Le Comité international olympique (CIO) a enfin brisé le silence concernant l'éviction de Nice des Jeux olympiques d'hiver de 2030. Sollicité par Nice-Matin, l'instance basée à Lausanne précise que sa décision n'est pas encore définitive, mais que le temps presse. « Le Comité d'organisation finalise actuellement le plan directeur des sites pour les Jeux olympiques d'hiver des Alpes françaises 2030 », indique-t-elle.
Un processus rigoureux
Le CIO insiste sur la méthodologie employée : « Un travail technique approfondi et des analyses rigoureuses, couvrant l'ensemble des scénarios possibles, ont été menés ces dernières semaines selon une méthodologie claire, structurée et cohérente afin de permettre une prise de décision éclairée. »
Cette approche s'appuie sur l'expérience récente des Jeux de Milan-Cortina 2026, qui a démontré l'efficacité d'un modèle multi-clusters. Toutefois, le CIO met en garde : « Une dispersion excessive peut nuire considérablement à l'expérience globale des Jeux pour les athlètes, les délégations et les spectateurs. Elle peut également engendrer des difficultés opérationnelles et des coûts supplémentaires. »
Le projet initial en quatre clusters
Le CIO rappelle que le projet « Alpes françaises 2030 », approuvé en 2024, prévoyait la concentration de la plupart des sites en quatre clusters. Malgré d'éventuelles modifications, « l'objectif principal demeure la préservation de la cohérence d'ensemble permise par la concentration en quatre clusters ». La localisation précise de ces clusters sera déterminée par des critères techniques.

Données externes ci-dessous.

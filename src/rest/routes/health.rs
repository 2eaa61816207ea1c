use crate::AppContext;
use axum::{extract::State, Json};
use serde_json::{json, Value};
use std::sync::Arc;

pub async fn health(State(ctx): State<Arc<AppContext>>) -> Json<Value> {
    let uptime = ctx.started_at.elapsed().as_secs();
    // None serializes as null when the store can't be reached
    let task_count = ctx.store.count_tasks().await.ok();
    Json(json!({
        "status": "ok",
        "uptime_secs": uptime,
        "version": env!("CARGO_PKG_VERSION"),
        "task_count": task_count,
    }))
}
// store/mod.rs — Persistent task store.
//
// All task records live in a single SQLite table (WAL mode). Each row has:
//   - id: UUID v4 string, assigned here on creation, immutable
//   - name: non-empty display name
//   - description: free text, empty string when the client omits it
//   - due_date / created_date: RFC 3339 UTC text (lexicographic order is
//     chronological order, so ORDER BY works on the raw column)
//   - status: label derived from (due_date, created_date), recomputed on
//     every create and edit, never accepted from a client

use anyhow::{anyhow, Context as _, Result};
use chrono::{DateTime, Utc};
use serde::{Deserialize, Serialize};
use sqlx::{sqlite::SqliteConnectOptions, ConnectOptions, SqlitePool};
use std::{path::Path, str::FromStr};
use uuid::Uuid;

use crate::error::{TaskError, CREATE_FIELDS_REQUIRED, EDIT_FIELDS_REQUIRED};
use crate::status::compute_status;

/// Default timeout for individual SQLite queries.
/// Bounds every store call: a hung query fails the request instead of
/// blocking it indefinitely.
const QUERY_TIMEOUT: std::time::Duration = std::time::Duration::from_secs(30);

/// Execute a future with the standard query timeout.
/// Returns a storage error if the operation takes longer than `QUERY_TIMEOUT`.
async fn with_timeout<T>(
    fut: impl std::future::Future<Output = Result<T, TaskError>>,
) -> Result<T, TaskError> {
    match tokio::time::timeout(QUERY_TIMEOUT, fut).await {
        Ok(result) => result,
        Err(_) => Err(TaskError::Storage(anyhow!(
            "database query timed out after {}s",
            QUERY_TIMEOUT.as_secs()
        ))),
    }
}

#[derive(Debug, Clone, sqlx::FromRow, Serialize, Deserialize)]
pub struct TaskRow {
    pub id: String,
    pub name: String,
    pub description: String,
    pub due_date: String,
    pub created_date: String,
    pub status: String,
}

#[derive(Clone)]
pub struct TaskStore {
    pool: SqlitePool,
}

impl TaskStore {
    pub async fn new(data_dir: &Path) -> Result<Self> {
        Self::new_with_slow_query(data_dir, 0).await
    }

    /// Open (creating if missing) the task database under `data_dir`.
    ///
    /// `slow_query_ms` is the threshold in milliseconds; queries exceeding
    /// it are logged at WARN level. Set to 0 to disable slow-query logging.
    pub async fn new_with_slow_query(data_dir: &Path, slow_query_ms: u64) -> Result<Self> {
        tokio::fs::create_dir_all(data_dir).await?;
        let db_path = data_dir.join("taskrd.db");
        let mut opts =
            SqliteConnectOptions::from_str(&format!("sqlite://{}?mode=rwc", db_path.display()))?
                .journal_mode(sqlx::sqlite::SqliteJournalMode::Wal)
                .synchronous(sqlx::sqlite::SqliteSynchronous::Normal)
                .create_if_missing(true);

        if slow_query_ms > 0 {
            opts = opts.log_slow_statements(
                log::LevelFilter::Warn,
                std::time::Duration::from_millis(slow_query_ms),
            );
        }

        let pool = SqlitePool::connect_with(opts).await?;
        Self::migrate(&pool).await?;
        Ok(Self { pool })
    }

    /// Return a clone of the connection pool (cheap, Arc-backed).
    pub fn pool(&self) -> SqlitePool {
        self.pool.clone()
    }

    /// Create the tasks table and its indexes. Idempotent: every
    /// statement is IF NOT EXISTS, so startup can always run this.
    async fn migrate(pool: &SqlitePool) -> Result<()> {
        let stmts = [
            "CREATE TABLE IF NOT EXISTS tasks (
                id           TEXT PRIMARY KEY,
                name         TEXT NOT NULL,
                description  TEXT NOT NULL DEFAULT '',
                due_date     TEXT NOT NULL,
                created_date TEXT NOT NULL,
                status       TEXT NOT NULL
            )",
            "CREATE INDEX IF NOT EXISTS idx_tasks_created_date ON tasks(created_date DESC)",
            "CREATE INDEX IF NOT EXISTS idx_tasks_name ON tasks(name)",
        ];
        for stmt in stmts {
            sqlx::query(stmt)
                .execute(pool)
                .await
                .context("Failed to run task store migration")?;
        }
        Ok(())
    }

    // ─── Operations ──────────────────────────────────────────────────────────

    /// Every task, most recently created first. Equal timestamps tie-break
    /// on id so the order is deterministic.
    pub async fn list_tasks(&self) -> Result<Vec<TaskRow>, TaskError> {
        with_timeout(async {
            Ok(
                sqlx::query_as("SELECT * FROM tasks ORDER BY created_date DESC, id DESC")
                    .fetch_all(&self.pool)
                    .await?,
            )
        })
        .await
    }

    /// Insert a new task. The store assigns the id and creation time and
    /// derives the status; the caller supplies everything else.
    pub async fn create_task(
        &self,
        name: &str,
        description: &str,
        due_date: DateTime<Utc>,
    ) -> Result<TaskRow, TaskError> {
        if name.is_empty() {
            return Err(TaskError::validation(CREATE_FIELDS_REQUIRED));
        }
        with_timeout(async {
            let id = Uuid::new_v4().to_string();
            let created_date = Utc::now();
            let status = compute_status(due_date, created_date);
            sqlx::query(
                "INSERT INTO tasks (id, name, description, due_date, created_date, status)
                 VALUES (?, ?, ?, ?, ?, ?)",
            )
            .bind(&id)
            .bind(name)
            .bind(description)
            .bind(due_date.to_rfc3339())
            .bind(created_date.to_rfc3339())
            .bind(status.as_str())
            .execute(&self.pool)
            .await?;
            self.get_task(&id)
                .await?
                .ok_or_else(|| TaskError::Storage(anyhow!("task {id} not found after insert")))
        })
        .await
    }

    /// Update a task's name, description, and due date, re-deriving the
    /// status against the original creation date.
    ///
    /// The created-date read and the row update run in one transaction, so
    /// the read-modify-write is atomic under concurrent edits to the same
    /// id (last write wins; edits to different ids never interfere).
    pub async fn edit_task(
        &self,
        id: &str,
        name: &str,
        description: &str,
        due_date: DateTime<Utc>,
    ) -> Result<TaskRow, TaskError> {
        if id.is_empty() || name.is_empty() {
            return Err(TaskError::validation(EDIT_FIELDS_REQUIRED));
        }
        with_timeout(async {
            let mut tx = self.pool.begin().await?;

            let existing: Option<(String,)> =
                sqlx::query_as("SELECT created_date FROM tasks WHERE id = ?")
                    .bind(id)
                    .fetch_optional(&mut *tx)
                    .await?;
            let Some((created_raw,)) = existing else {
                return Err(TaskError::NotFound);
            };
            let created_date = parse_stored_timestamp(&created_raw)?;
            let status = compute_status(due_date, created_date);

            let result = sqlx::query(
                "UPDATE tasks SET name = ?, description = ?, due_date = ?, status = ? WHERE id = ?",
            )
            .bind(name)
            .bind(description)
            .bind(due_date.to_rfc3339())
            .bind(status.as_str())
            .bind(id)
            .execute(&mut *tx)
            .await?;
            // A concurrent delete between read and write leaves nothing to
            // update, so report the same not-found the read path does.
            if result.rows_affected() == 0 {
                return Err(TaskError::NotFound);
            }
            tx.commit().await?;

            self.get_task(id)
                .await?
                .ok_or_else(|| TaskError::Storage(anyhow!("task {id} not found after update")))
        })
        .await
    }

    /// All tasks whose name contains `pattern` as a substring, ordered by
    /// name ascending. Matching is case-insensitive (SQLite LIKE, ASCII);
    /// LIKE metacharacters in the pattern match literally. The empty
    /// pattern matches every task.
    pub async fn search_tasks(&self, pattern: &str) -> Result<Vec<TaskRow>, TaskError> {
        let like = format!("%{}%", escape_like(pattern));
        with_timeout(async {
            Ok(sqlx::query_as(
                "SELECT * FROM tasks WHERE name LIKE ? ESCAPE '\\' ORDER BY name ASC",
            )
            .bind(&like)
            .fetch_all(&self.pool)
            .await?)
        })
        .await
    }

    pub async fn count_tasks(&self) -> Result<u64, TaskError> {
        with_timeout(async {
            let row: (i64,) = sqlx::query_as("SELECT COUNT(*) FROM tasks")
                .fetch_one(&self.pool)
                .await?;
            Ok(row.0 as u64)
        })
        .await
    }

    async fn get_task(&self, id: &str) -> Result<Option<TaskRow>, TaskError> {
        Ok(sqlx::query_as("SELECT * FROM tasks WHERE id = ?")
            .bind(id)
            .fetch_optional(&self.pool)
            .await?)
    }
}

/// Parse a timestamp this store wrote earlier. Failure means the row was
/// corrupted outside the API: a storage error, not client input.
fn parse_stored_timestamp(raw: &str) -> Result<DateTime<Utc>, TaskError> {
    DateTime::parse_from_rfc3339(raw)
        .map(|dt| dt.with_timezone(&Utc))
        .map_err(|err| TaskError::Storage(anyhow!("unparseable stored timestamp {raw:?}: {err}")))
}

/// Escape LIKE metacharacters so a search pattern matches literally.
fn escape_like(pattern: &str) -> String {
    let mut escaped = String::with_capacity(pattern.len());
    for c in pattern.chars() {
        if matches!(c, '%' | '_' | '\\') {
            escaped.push('\\');
        }
        escaped.push(c);
    }
    escaped
}
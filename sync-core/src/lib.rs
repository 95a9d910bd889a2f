//! # sync-core
//!
//! Pure logic for wearsync (no I/O, instant tests).
//!
//! This crate implements the state machines and algorithms that keep a
//! wearable in step with its companion, without any network I/O:
//! - [`state`]: connection lifecycle state machine
//! - [`throttle`]: when a refresh request is warranted
//! - [`snapshot`]: the synchronized weather state the renderer reads
//! - [`merge`]: applying inbound records to that state
//!
//! The actual I/O (transport, timers, asset fetches) is performed by
//! `sync-client`, which interprets the actions and decisions produced here.

#![warn(missing_docs)]
#![warn(clippy::all)]

pub mod merge;
pub mod snapshot;
pub mod state;
pub mod throttle;

pub use merge::{merge_record, FieldError, MergeDefaults, MergeReport};
pub use snapshot::{Bitmap, BitmapError, ConditionImage, Theme, WeatherSnapshot};
pub use state::{Action, ConnectionEvent, ConnectionState, Event};
pub use throttle::{ThrottleDecision, ThrottleState};
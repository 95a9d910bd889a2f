//! Connection state machine for wearsync.
//!
//! This module provides a pure, side-effect-free state machine for the
//! session between the wearable and its companion. The state machine takes
//! events as input and produces a new state plus a list of actions to
//! execute.
//!
//! The actual I/O (connecting, closing the link) is performed by
//! sync-client, not by this module.
//!
//! ```text
//! Disconnected ──connect──▶ Connecting ──ok──▶ Connected ◀──resume── Suspended
//!      ▲                        │                  │ └──suspend──────────▲
//!      └────────failed──────────┘◀──lost/disconnect┘
//! ```
//!
//! Every connect attempt carries a number. Each attempt ends with exactly
//! one of [`ConnectionEvent::Connected`], [`ConnectionEvent::Suspended`] or
//! [`ConnectionEvent::Failed`], including attempts abandoned by a disconnect.

/// Connection state machine - NO I/O, just state transitions.
#[derive(Debug, Clone, PartialEq, Eq)]
pub enum ConnectionState {
    /// No session. Also the resting state after a failure.
    Disconnected,
    /// Connection attempt in progress.
    Connecting {
        /// Attempt number of the in-flight connect.
        attempt: u64,
    },
    /// Session established; requests can be sent.
    Connected,
    /// Session exists but the link is temporarily unusable.
    Suspended {
        /// Opaque code reported by the transport.
        code: i32,
    },
}

impl ConnectionState {
    /// Create a new state machine in the Disconnected state.
    pub fn new() -> Self {
        Self::Disconnected
    }

    /// Process an event and return the new state plus actions to execute.
    ///
    /// This is a pure function - no side effects. The caller (sync-client)
    /// is responsible for executing the returned actions.
    pub fn on_event(self, event: Event) -> (Self, Vec<Action>) {
        match (self, event) {
            // Connect requests
            (Self::Disconnected, Event::ConnectRequested { attempt }) => {
                (Self::Connecting { attempt }, vec![Action::Connect { attempt }])
            }
            (state, Event::ConnectRequested { .. }) => (state, vec![]),

            // Attempt outcomes
            (Self::Connecting { attempt }, Event::ConnectSucceeded { attempt: done })
                if attempt == done =>
            {
                (
                    Self::Connected,
                    vec![Action::Emit(ConnectionEvent::Connected)],
                )
            }
            (Self::Connecting { attempt }, Event::ConnectFailed { attempt: done, reason })
                if attempt == done =>
            {
                (
                    Self::Disconnected,
                    vec![Action::Emit(ConnectionEvent::Failed { reason })],
                )
            }
            (Self::Disconnected, Event::ConnectSucceeded { .. }) => (
                Self::Disconnected,
                vec![
                    Action::Disconnect,
                    Action::Emit(ConnectionEvent::Failed {
                        reason: "attempt abandoned by disconnect".into(),
                    }),
                ],
            ),
            (state, Event::ConnectSucceeded { attempt }) => (
                state,
                vec![Action::Emit(ConnectionEvent::Failed {
                    reason: format!("attempt {} superseded", attempt),
                })],
            ),
            (state, Event::ConnectFailed { reason, .. }) => (
                state,
                vec![Action::Emit(ConnectionEvent::Failed { reason })],
            ),

            // Link health
            (Self::Connected, Event::LinkSuspended { code }) => (
                Self::Suspended { code },
                vec![Action::Emit(ConnectionEvent::Suspended { code })],
            ),
            (Self::Suspended { .. }, Event::LinkSuspended { code }) => {
                (Self::Suspended { code }, vec![])
            }
            (Self::Suspended { .. }, Event::LinkResumed) => (
                Self::Connected,
                vec![Action::Emit(ConnectionEvent::Connected)],
            ),
            (Self::Connected | Self::Suspended { .. }, Event::LinkLost { reason }) => (
                Self::Disconnected,
                vec![
                    Action::Disconnect,
                    Action::Emit(ConnectionEvent::Failed { reason }),
                ],
            ),

            // Teardown
            (Self::Disconnected, Event::DisconnectRequested) => (Self::Disconnected, vec![]),
            (_, Event::DisconnectRequested) => (Self::Disconnected, vec![Action::Disconnect]),

            // Invalid transitions - stay in current state
            (state, _) => (state, vec![]),
        }
    }

    /// Check if requests can be sent right now.
    pub fn is_connected(&self) -> bool {
        matches!(self, Self::Connected)
    }

    /// Check if a connect attempt is in flight.
    pub fn is_connecting(&self) -> bool {
        matches!(self, Self::Connecting { .. })
    }

    /// Check if a session exists, usable or not.
    pub fn has_session(&self) -> bool {
        matches!(self, Self::Connected | Self::Suspended { .. })
    }
}

impl Default for ConnectionState {
    fn default() -> Self {
        Self::new()
    }
}

/// Events that can occur in the connection lifecycle.
#[derive(Debug, Clone, PartialEq, Eq)]
pub enum Event {
    /// Someone asked for a session.
    ConnectRequested {
        /// Number assigned to this attempt.
        attempt: u64,
    },
    /// Transport connect finished successfully.
    ConnectSucceeded {
        /// The attempt that finished.
        attempt: u64,
    },
    /// Transport connect failed.
    ConnectFailed {
        /// The attempt that finished.
        attempt: u64,
        /// Opaque diagnostic from the transport.
        reason: String,
    },
    /// Transport reported a transient outage.
    LinkSuspended {
        /// Opaque code from the transport.
        code: i32,
    },
    /// Transport recovered from a suspension.
    LinkResumed,
    /// Transport lost the session for good.
    LinkLost {
        /// Opaque diagnostic from the transport.
        reason: String,
    },
    /// Someone asked to tear the session down.
    DisconnectRequested,
}

/// Actions to be executed by the sync-client.
///
/// These are instructions, not side effects.
#[derive(Debug, Clone, PartialEq, Eq)]
pub enum Action {
    /// Start a transport connect for the given attempt.
    Connect {
        /// Attempt number to report back with.
        attempt: u64,
    },
    /// Close the transport session.
    Disconnect,
    /// Notify observers.
    Emit(ConnectionEvent),
}

/// Events surfaced to connection observers.
#[derive(Debug, Clone, PartialEq, Eq)]
pub enum ConnectionEvent {
    /// Session is usable.
    Connected,
    /// Session is temporarily unusable.
    Suspended {
        /// Opaque code from the transport.
        code: i32,
    },
    /// Connect attempt or session failed; the manager is Disconnected.
    Failed {
        /// Opaque diagnostic, not parsed.
        reason: String,
    },
}
//! Run a wearable engine against a simulated companion.

use anyhow::{Context, Result};
use std::io::Cursor;
use std::sync::Arc;
use sync_client::{
    Clock, CompanionService, EngineConfig, FixedProvider, LoopbackLink, SyncEngine, SystemClock,
    WeatherReport,
};
use sync_core::WeatherSnapshot;
use sync_types::{PeerId, Timestamp};
use tracing::info;

/// Run the simulate command.
///
/// Prints one snapshot per tick and returns the last one.
pub async fn run(config: EngineConfig, ticks: u32, json: bool) -> Result<Arc<WeatherSnapshot>> {
    let companion_id = config.default_peer_id().context("Invalid default_peer")?;
    let wearable_id = PeerId::new("wearable")?;
    let (wearable, companion) = LoopbackLink::pair(wearable_id, companion_id);

    let service = CompanionService::new(companion, FixedProvider::new(demo_report()?), SystemClock);
    let companion_task = tokio::spawn(async move { service.run().await });

    let tick = config.tick_interval();
    let engine = Arc::new(
        SyncEngine::new(config, Arc::new(wearable), SystemClock)
            .context("Failed to start sync engine")?,
    );
    let tasks = engine.spawn();
    info!(ticks, ?tick, "simulation started");

    let mut timer = tokio::time::interval(tick);
    timer.tick().await;
    for n in 1..=ticks {
        timer.tick().await;
        let snapshot = engine.current_state();
        if json {
            let line = serde_json::json!({ "tick": n, "snapshot": &*snapshot });
            println!("{}", serde_json::to_string(&line)?);
        } else {
            println!("[{:>4}] {}", n, describe(&snapshot, SystemClock.now()));
        }
    }

    tasks.abort();
    engine.shutdown().await;
    companion_task.abort();
    info!("simulation finished");

    Ok(engine.current_state())
}

/// One-line human summary of a snapshot.
fn describe(snapshot: &WeatherSnapshot, now: Timestamp) -> String {
    let Some(received_at) = snapshot.received_at else {
        return "waiting for data".to_string();
    };

    let condition = snapshot.condition.as_deref().unwrap_or("-");
    let temperature = |value: Option<f64>| value.map_or("-".to_string(), |v| format!("{v:.1}"));
    let icon = snapshot
        .image
        .bitmap()
        .map_or("none".to_string(), |b| format!("{}x{}", b.width(), b.height()));

    format!(
        "{} {}/{} icon={} age={}s theme={}",
        condition,
        temperature(snapshot.high),
        temperature(snapshot.low),
        icon,
        now.saturating_since(received_at).as_secs(),
        snapshot.theme.value()
    )
}

fn demo_report() -> Result<WeatherReport> {
    Ok(WeatherReport {
        condition: "Partly cloudy".to_string(),
        high: 19.5,
        low: 11.0,
        icon: Some(demo_icon()?),
    })
}

fn demo_icon() -> Result<Vec<u8>> {
    let pixels = image::RgbaImage::from_pixel(48, 48, image::Rgba([135, 206, 235, 255]));
    let mut out = Cursor::new(Vec::new());
    image::DynamicImage::ImageRgba8(pixels)
        .write_to(&mut out, image::ImageFormat::Png)
        .context("Failed to encode demo icon")?;
    Ok(out.into_inner())
}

Cette position semble exclure un éclatement du pôle glace qui aurait permis à Nice de conserver certaines épreuves, à l'exception du hockey masculin. Le maire de Nice avait exprimé sa contrariété face à ce revirement, tandis que la ministre des Sports démentait toute politisation du dossier. Le CIO reste ferme : la cohérence du projet prime sur les intérêts locaux.